To evaluate the efficacy of zilucoplan in patients with acetylcholine receptor autoantibody positive (AChR Ab+) generalized myasthenia gravis (gMG), stratified to specific disease characteristics. 

Background:

RAISE (NCT04115293) was a Phase 3, multicenter, double-blind, placebo-controlled study of zilucoplan, a macrocyclic peptide inhibitor of complement C5, that resulted in statistically significant and clinically meaningful improvement in MG-related efficacy endpoints (primary endpoint: MG-ADL score; LS mean change from baseline [CFB] in zilucoplan: −4.39 vs placebo −2.30, difference −2.09, p<0.001), in patients with AChR Ab+ gMG.  

Design/Methods:

Adult participants (MGFA Disease Class II–IV gMG, AChR Ab+, MG-ADL score ≥6, QMG score ≥12) were randomized 1:1 to daily subcutaneous doses of zilucoplan 0.3 mg/kg or matched placebo for 12 weeks.
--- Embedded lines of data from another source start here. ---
use listinglens_core::store::ListingStore;
use listinglens_core::types::{ListingRecord, ParseBatch, SearchCriteria};
use listinglens_core::Error;
use listinglens_hybrid::{HybridSearchEngine, QueryPlanner};
use listinglens_index::embed::HashedEmbedder;
use listinglens_index::EmbeddingIndexer;

fn record(id: u64, neighborhood: &str, price: u64, description: &str) -> ListingRecord {
    ListingRecord {
        id,
        neighborhood: neighborhood.to_string(),
        price,
        bedrooms: 3,
        bathrooms: 2.0,
        size: 1800.0,
        description: description.to_string(),
        neighborhood_description: "Friendly streets.".to_string(),
    }
}

fn fixture() -> (ListingStore, EmbeddingIndexer) {
    let mut store = ListingStore::new();
    store
        .add_batch(&ParseBatch {
            records: vec![
                record(0, "Green Oaks", 200_000, "Starter home with a sunny garden."),
                record(1, "Maple Ridge", 450_000, "Renovated kitchen and a big garden."),
                record(2, "Harbor View", 900_000, "Penthouse with marina views."),
            ],
            rejects: vec![],
        })
        .expect("add");
    let mut index = EmbeddingIndexer::new(Box::new(HashedEmbedder::default()));
    index.build(&store).expect("build");
    (store, index)
}

#[test]
fn empty_criteria_is_rejected() {
    let err = QueryPlanner::plan(&SearchCriteria::default()).expect_err("empty");
    assert!(matches!(err, Error::Query(_)));
}

#[test]
fn structured_only_criteria_still_yield_semantic_text() {
    let plan = QueryPlanner::plan(&SearchCriteria {
        max_price: Some(500_000),
        min_bedrooms: Some(3),
        ..Default::default()
    })
    .expect("plan");
    assert!(plan.semantic_query.contains("priced under $500000"));
    assert!(plan.semantic_query.contains("at least 3 bedrooms"));
}

#[test]
fn plan_predicate_matches_criteria() {
    let plan = QueryPlanner::plan(&SearchCriteria {
        neighborhood: Some("maple".to_string()),
        ..Default::default()
    })
    .expect("plan");
    assert!((plan.predicate)(&record(1, "Maple Ridge", 450_000, "x")));
    assert!(!(plan.predicate)(&record(2, "Harbor View", 900_000, "x")));
}

#[test]
fn results_respect_every_structured_constraint() {
    let (store, index) = fixture();
    let criteria = SearchCriteria {
        max_price: Some(500_000),
        requirements: Some("a garden for the kids".to_string()),
        ..Default::default()
    };

    let results = HybridSearchEngine::default().search(&store, &index, &criteria, 5).expect("search");

    // Eligible set is the two cheaper listings; k=5 cannot widen that.
    assert_eq!(results.len(), 2);
    for m in &results {
        assert!(m.record.price <= 500_000);
    }
    let ranks: Vec<usize> = results.iter().map(|m| m.rank).collect();
    assert_eq!(ranks, vec![1, 2]);
}

#[test]
fn zero_eligible_records_is_empty_not_an_error() {
    let (store, index) = fixture();
    let criteria = SearchCriteria { min_price: Some(5_000_000), ..Default::default() };
    let results = HybridSearchEngine::default().search(&store, &index, &criteria, 3).expect("search");
    assert!(results.is_empty());
}

#[test]
fn repeated_searches_return_identical_ordering() {
    let (store, index) = fixture();
    let criteria = SearchCriteria {
        requirements: Some("garden".to_string()),
        ..Default::default()
    };
    let engine = HybridSearchEngine::default();

    let first = engine.search(&store, &index, &criteria, 3).expect("search");
    let second = engine.search(&store, &index, &criteria, 3).expect("search");

    let ids = |rs: &[listinglens_core::types::MatchResult]| -> Vec<u64> {
        rs.iter().map(|m| m.record.id).collect()
    };
    assert_eq!(ids(&first), ids(&second));
    for (a, b) in first.iter().zip(&second) {
        assert!((a.score - b.score).abs() < f32::EPSILON);
        assert_eq!(a.rank, b.rank);
    }
}

#[test]
fn widening_recovers_eligible_records_outside_first_fetch() {
    // Many semantically-close decoys outside the eligible set push the one
    // eligible record past the first over-fetch window.
    let mut store = ListingStore::new();
    let mut records = Vec::new();
    for id in 0..20 {
        records.push(record(id, "Green Oaks", 800_000, "Sunny garden with roses and a patio."));
    }
    records.push(record(20, "Green Oaks", 300_000, "Small flat, street parking."));
    store.add_batch(&ParseBatch { records, rejects: vec![] }).expect("add");

    let mut index = EmbeddingIndexer::new(Box::new(HashedEmbedder::default()));
    index.build(&store).expect("build");

    let criteria = SearchCriteria {
        max_price: Some(400_000),
        requirements: Some("sunny garden with roses".to_string()),
        ..Default::default()
    };
    let results = HybridSearchEngine::new(3).search(&store, &index, &criteria, 2).expect("search");

    assert_eq!(results.len(), 1);
    assert_eq!(results[0].record.id, 20);
}

#[test]
fn search_with_zero_k_returns_empty() {
    let (store, index) = fixture();
    let criteria = SearchCriteria { requirements: Some("garden".to_string()), ..Default::default() };
    let results = HybridSearchEngine::default().search(&store, &index, &criteria, 0).expect("search");
    assert!(results.is_empty());
}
The primary efficacy endpoint was CFB at Week 12 in MG-ADL score. Subgroups were pre-specified according to the following baseline disease characteristics: MG-ADL ≤9 or ≥10, QMG ≤17 or ≥18, and disease duration <5 or ≥5 years. 

Results:

Overall, 174 participants were randomized to zilucoplan (n=86) or placebo (n=88). At Week 12, the mean CFB in MG-ADL for zilucoplan vs placebo was consistently improved in each subgroup: baseline MG-ADL: ≤9: −3.88 vs −2.48 and ≥10: −5.24 vs −3.06; baseline QMG: ≤17: −4.19 vs −2.81 and ≥18: −5.11 vs −2.88; and duration of disease: <5 years: −3.92 vs −3.04 and ≥5 years: −5.38 vs −2.62. Mean CFB at Week 12 for QMG and MGC were also consistently improved with zilucoplan vs placebo, across all subgroups. Zilucoplan showed a favorable safety profile and was well-tolerated. 

Conclusions:

Daily subcutaneous zilucoplan demonstrated consistent improvements in MG-specific efficacy outcomes irrespective of disease severity or duration. Funding: UCB Pharma.